ICLR2025
QuaDiM: A Conditional Diffusion Model For Quantum State Property Estimation
Yehui Tang, Mabiao Long, Junchi Yan
Abstract
Quantum state property estimation (QPE) is a fundamental challenge in quantum many-body problems in physics and chemistry, involving the prediction of characteristics such as correlation and entanglement entropy through statistical analysis of quantum measurement data. Recent advances in deep learning have provided powerful solutions, predominantly using auto-regressive models. These models generally assume an intrinsic ordering among qubits, aiming to approximate the classical probability distribution through sequential training. However, unlike natural language, the entanglement structure of qubits lacks an inherent ordering, hurting the motivation of such models. In this paper, we introduce a novel, non-autoregressive generative model called QuaDiM, designed for Quantum state property estimation using Diffusion Models. QuaDiM progressively denoises Gaussian noise into the distribution corresponding to the quantum state, encouraging equal, unbiased treatment of all qubits.
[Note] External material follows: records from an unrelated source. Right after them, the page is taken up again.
//! Request URL validation and cache key derivation
//!
//! Two URLs share a key when they differ only in scheme/host case, an explicit
//! default port, a fragment, a trailing slash on a non-root path, or the order
//! of query parameters. The key is never fetched; upstream calls use the
//! validated URL with only its fragment removed.

use crate::error::ResolveError;
use url::Url;

/// A validated request URL and the cache key it resolves under
#[derive(Debug, Clone, PartialEq, Eq)]
pub struct RequestTarget {
    /// What the extractors fetch
    pub url: Url,
    /// What the cache is keyed by
    pub key: String,
}

/// Validate `raw` and derive its cache key.
pub fn canonicalize(raw: &str) -> Result<RequestTarget, ResolveError> {
    let raw = raw.trim();
    if raw.is_empty() {
        return Err(ResolveError::invalid("`url` must not be empty"));
    }

    let mut url = Url::parse(raw).map_err(|e| {
        ResolveError::invalid(format!("`{}` is not a valid absolute URL: {}", raw, e))
    })?;

    if !matches!(url.scheme(), "http" | "https") {
        return Err(ResolveError::invalid(format!(
            "unsupported URL scheme `{}`",
            url.scheme()
        )));
    }
    if url.host_str().is_none_or(str::is_empty) {
        return Err(ResolveError::invalid(format!("`{}` has no host", raw)));
    }

    url.set_fragment(None);
    let key = cache_key(&url);

    Ok(RequestTarget { url, key })
}

fn cache_key(url: &Url) -> String {
    let mut key = url.clone();

    let path = key.path();
    if path.len() > 1 && path.ends_with('/') {
        let trimmed = path.trim_end_matches('/').to_string();
        key.set_path(if trimmed.is_empty() { "/" } else { &trimmed });
    }

    // segments are compared as written, never decoded or re-encoded
    let query = url.query().map(|query| {
        let mut segments: Vec<&str> = query.split('&').filter(|s| !s.is_empty()).collect();
        segments.sort_by(|a, b| param_name(a).cmp(param_name(b)));
        segments.join("&")
    });
    key.set_query(query.as_deref().filter(|q| !q.is_empty()));

    key.into()
}

fn param_name(segment: &str) -> &str {
    segment.split_once('=').map_or(segment, |(name, _)| name)
}

#[cfg(test)]
mod tests {
    use super::*;

    fn key(raw: &str) -> String {
        canonicalize(raw).unwrap().key
    }

    fn fetched(raw: &str) -> String {
        canonicalize(raw).unwrap().url.to_string()
    }

    #[test]
    fn test_equivalent_urls_share_a_key() {
        let expected = "https://example.com/a/b?x=1&y=2";
        assert_eq!(key("https://example.com/a/b?x=1&y=2"), expected);
        assert_eq!(key("HTTPS://Example.COM/a/b/?y=2&x=1"), expected);
        assert_eq!(key("https://example.com:443/a/b?x=1&y=2#section"), expected);
        assert_eq!(key("  https://example.com/a/./b?y=2&x=1  "), expected);
    }

    #[test]
    fn test_root_and_empty_query() {
        assert_eq!(key("http://example.com"), "http://example.com/");
        assert_eq!(key("http://example.com/?"), "http://example.com/");
        assert_eq!(key("http://example.com/?&&"), "http://example.com/");
    }

    #[test]
    fn test_repeated_keys_keep_order() {
        assert_eq!(
            key("https://example.com/?tag=b&a=1&tag=a"),
            "https://example.com/?a=1&tag=b&tag=a"
        );
    }

    #[test]
    fn test_query_segments_are_not_reencoded() {
        assert_eq!(key("https://example.com/search?amp"), "https://example.com/search?amp");
        assert_eq!(key("https://example.com/p?a=1;b=2"), "https://example.com/p?a=1;b=2");
        assert_eq!(
            key("https://example.com/p?sig=a~b%2Fc&exp=1"),
            "https://example.com/p?exp=1&sig=a~b%2Fc"
        );
    }

    #[test]
    fn test_fetched_url_keeps_client_shape() {
        assert_eq!(
            fetched("https://example.com/a/b/?y=2&x=1&amp;c=d~e#top"),
            "https://example.com/a/b/?y=2&x=1&amp;c=d~e"
        );
        assert_eq!(fetched("http://example.com/page"), "http://example.com/page");
    }

    #[test]
    fn test_scheme_and_host_matter() {
        assert_ne!(key("http://example.com/"), key("https://example.com/"));
        assert_ne!(key("https://example.com/"), key("https://www.example.com/"));
    }

    #[test]
    fn test_rejects_invalid_urls() {
        for raw in ["", "   ", "not a url", "/relative/path", "ftp://example.com/file", "mailto:a@b.c"] {
            let err = canonicalize(raw).unwrap_err();
            assert!(
                matches!(err, ResolveError::InvalidRequest(_)),
                "{raw} should be rejected"
            );
        }
    }
}
//! Extraction strategies
//!
//! The primary strategy scrapes the page's own structured tags; the fallback
//! asks a third-party embed provider about the URL.

mod fallback;
mod noembed;
mod scrape;

pub use fallback::FallbackAdapter;
pub use noembed::{NOEMBED_BASE_URL, NoembedClient};
pub use scrape::{HtmlTagScraper, MAX_BODY_BYTES, parse_meta_tags};

use crate::error::UpstreamError;
use crate::metadata::{ProviderFields, RawTagSet};
use async_trait::async_trait;

/// Primary strategy: produce the raw tag set of a page
#[async_trait]
pub trait TagExtractor: Send + Sync {
    async fn extract(&self, url: &str) -> Result<RawTagSet, UpstreamError>;
}

/// Fallback strategy: look the URL up with an embed provider
#[async_trait]
pub trait EmbedProvider: Send + Sync {
    async fn fetch(&self, url: &str) -> Result<ProviderFields, UpstreamError>;
}
use crate::error::UpstreamError;
use crate::extract::EmbedProvider;
use crate::metadata::{MetadataResult, normalize};
use std::sync::Arc;

/// Fallback strategy: embed provider lookup plus validating decode
#[derive(Clone)]
pub struct FallbackAdapter {
    provider: Arc<dyn EmbedProvider>,
}

impl FallbackAdapter {
    pub fn new(provider: Arc<dyn EmbedProvider>) -> Self {
        Self { provider }
    }

    /// Fails only with [`UpstreamError::Unavailable`], [`UpstreamError::SchemaMismatch`]
    /// or the provider's own timeout.
    pub async fn fetch(&self, url: &str) -> Result<MetadataResult, UpstreamError> {
        let fields = self.provider.fetch(url).await?;

        normalize::from_provider(url, &fields).inspect_err(|e| {
            if let UpstreamError::SchemaMismatch(reason) = e {
                tracing::warn!(
                    url = %url,
                    reason = %reason,
                    "Embed provider returned an unexpected shape"
                );
            }
        })
    }
}

#[cfg(test)]
mod tests {
    use super::*;
    use crate::metadata::ProviderFields;
    use async_trait::async_trait;
    use serde_json::json;

    struct StaticProvider(serde_json::Value);

    #[async_trait]
    impl EmbedProvider for StaticProvider {
        async fn fetch(&self, _url: &str) -> Result<ProviderFields, UpstreamError> {
            match &self.0 {
                serde_json::Value::Object(map) => Ok(map.clone()),
                _ => Err(UpstreamError::Unavailable("down".to_string())),
            }
        }
    }

    fn adapter(value: serde_json::Value) -> FallbackAdapter {
        FallbackAdapter::new(Arc::new(StaticProvider(value)))
    }

    #[tokio::test]
    async fn test_fetch_normalizes() {
        let result = adapter(json!({"title": "Hello", "thumbnail_url": "https://x/t.jpg"}))
            .fetch("https://example.com/p")
            .await
            .unwrap();

        assert_eq!(result.title, "Hello");
        assert_eq!(result.image, "https://x/t.jpg");
        assert_eq!(result.url, "https://example.com/p");
        assert_eq!(result.kind, "website");
    }

    #[tokio::test]
    async fn test_fetch_wrong_type() {
        let err = adapter(json!({"title": ["a"]}))
            .fetch("https://example.com/p")
            .await
            .unwrap_err();
        assert!(matches!(err, UpstreamError::SchemaMismatch(_)));
    }

    #[tokio::test]
    async fn test_provider_failure_passes_through() {
        let err = adapter(json!(null))
            .fetch("https://example.com/p")
            .await
            .unwrap_err();
        assert_eq!(err, UpstreamError::Unavailable("down".to_string()));
    }
}
//! Link preview data model

use crate::metadata::normalize;
use serde::{Deserialize, Serialize};
use std::collections::BTreeMap;

/// Default `type` for pages that don't declare one
pub const DEFAULT_TYPE: &str = "website";

/// Tag name to value, exactly as scraped from the page.
pub type RawTagSet = BTreeMap<String, String>;

/// Untyped field bag returned by an embed provider.
pub type ProviderFields = serde_json::Map<String, serde_json::Value>;

/// Incoming resolution request
#[derive(Debug, Clone, Serialize, Deserialize, PartialEq)]
#[serde(rename_all = "camelCase")]
pub struct ResolutionRequest {
    pub url: String,

    /// Bypass a fresh cache entry and fetch again
    #[serde(default)]
    pub force_refresh: bool,

    /// Return the unnormalized tag set instead of [`MetadataResult`]
    #[serde(default)]
    pub raw: bool,
}

impl ResolutionRequest {
    pub fn new(url: impl Into<String>) -> Self {
        Self {
            url: url.into(),
            force_refresh: false,
            raw: false,
        }
    }

    pub fn force_refresh(mut self) -> Self {
        self.force_refresh = true;
        self
    }

    pub fn raw(mut self) -> Self {
        self.raw = true;
        self
    }
}

/// Canonical preview schema
#[derive(Debug, Clone, Serialize, Deserialize, PartialEq, Eq)]
pub struct MetadataResult {
    pub url: String,
    pub title: String,
    pub description: String,
    pub image: String,
    #[serde(rename = "type")]
    pub kind: String,
}

impl Default for MetadataResult {
    fn default() -> Self {
        Self {
            url: String::new(),
            title: String::new(),
            description: String::new(),
            image: String::new(),
            kind: DEFAULT_TYPE.to_string(),
        }
    }
}

/// Which strategy produced a cached value
#[derive(Debug, Clone, Copy, Serialize, Deserialize, PartialEq, Eq)]
#[serde(rename_all = "snake_case")]
pub enum Source {
    /// Structured tags scraped from the page itself
    Tags,
    /// Third-party embed provider
    Embed,
}

/// Value held by the resolution cache.
///
/// `tags` is only present when the page's own tags were scraped, which is what
/// makes raw mode servable from the cache.
#[derive(Debug, Clone, PartialEq)]
pub struct Resolved {
    pub metadata: MetadataResult,
    pub tags: Option<RawTagSet>,
    pub source: Source,
}

impl Resolved {
    pub fn from_tags(url: &str, tags: RawTagSet) -> Self {
        Self {
            metadata: normalize::from_tags(url, &tags),
            tags: Some(tags),
            source: Source::Tags,
        }
    }

    pub fn from_embed(metadata: MetadataResult) -> Self {
        Self {
            metadata,
            tags: None,
            source: Source::Embed,
        }
    }
}

/// What the pipeline hands back to the request layer
#[derive(Debug, Clone, Serialize, PartialEq)]
#[serde(untagged)]
pub enum Resolution {
    Metadata(MetadataResult),
    Raw(RawTagSet),
}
QuaDiM learns to map physical variables to properties of the ground state of the parameterized Hamiltonian during offline training. Afterwards one can sample from the learned distribution conditioned on previously unseen physical variables to collect measurement records and employ post-processing to predict properties of unknown quantum states. We evaluate QuaDiM on large-scale QPE tasks using classically simulated data on the 1D anti-ferromagnetic Heisenberg model with the system size up to 100 qubits. Numerical results demonstrate that QuaDiM outperforms baseline models, particularly auto-regressive approaches, under conditions of limited measurement data during training and reduced sample complexity during inference.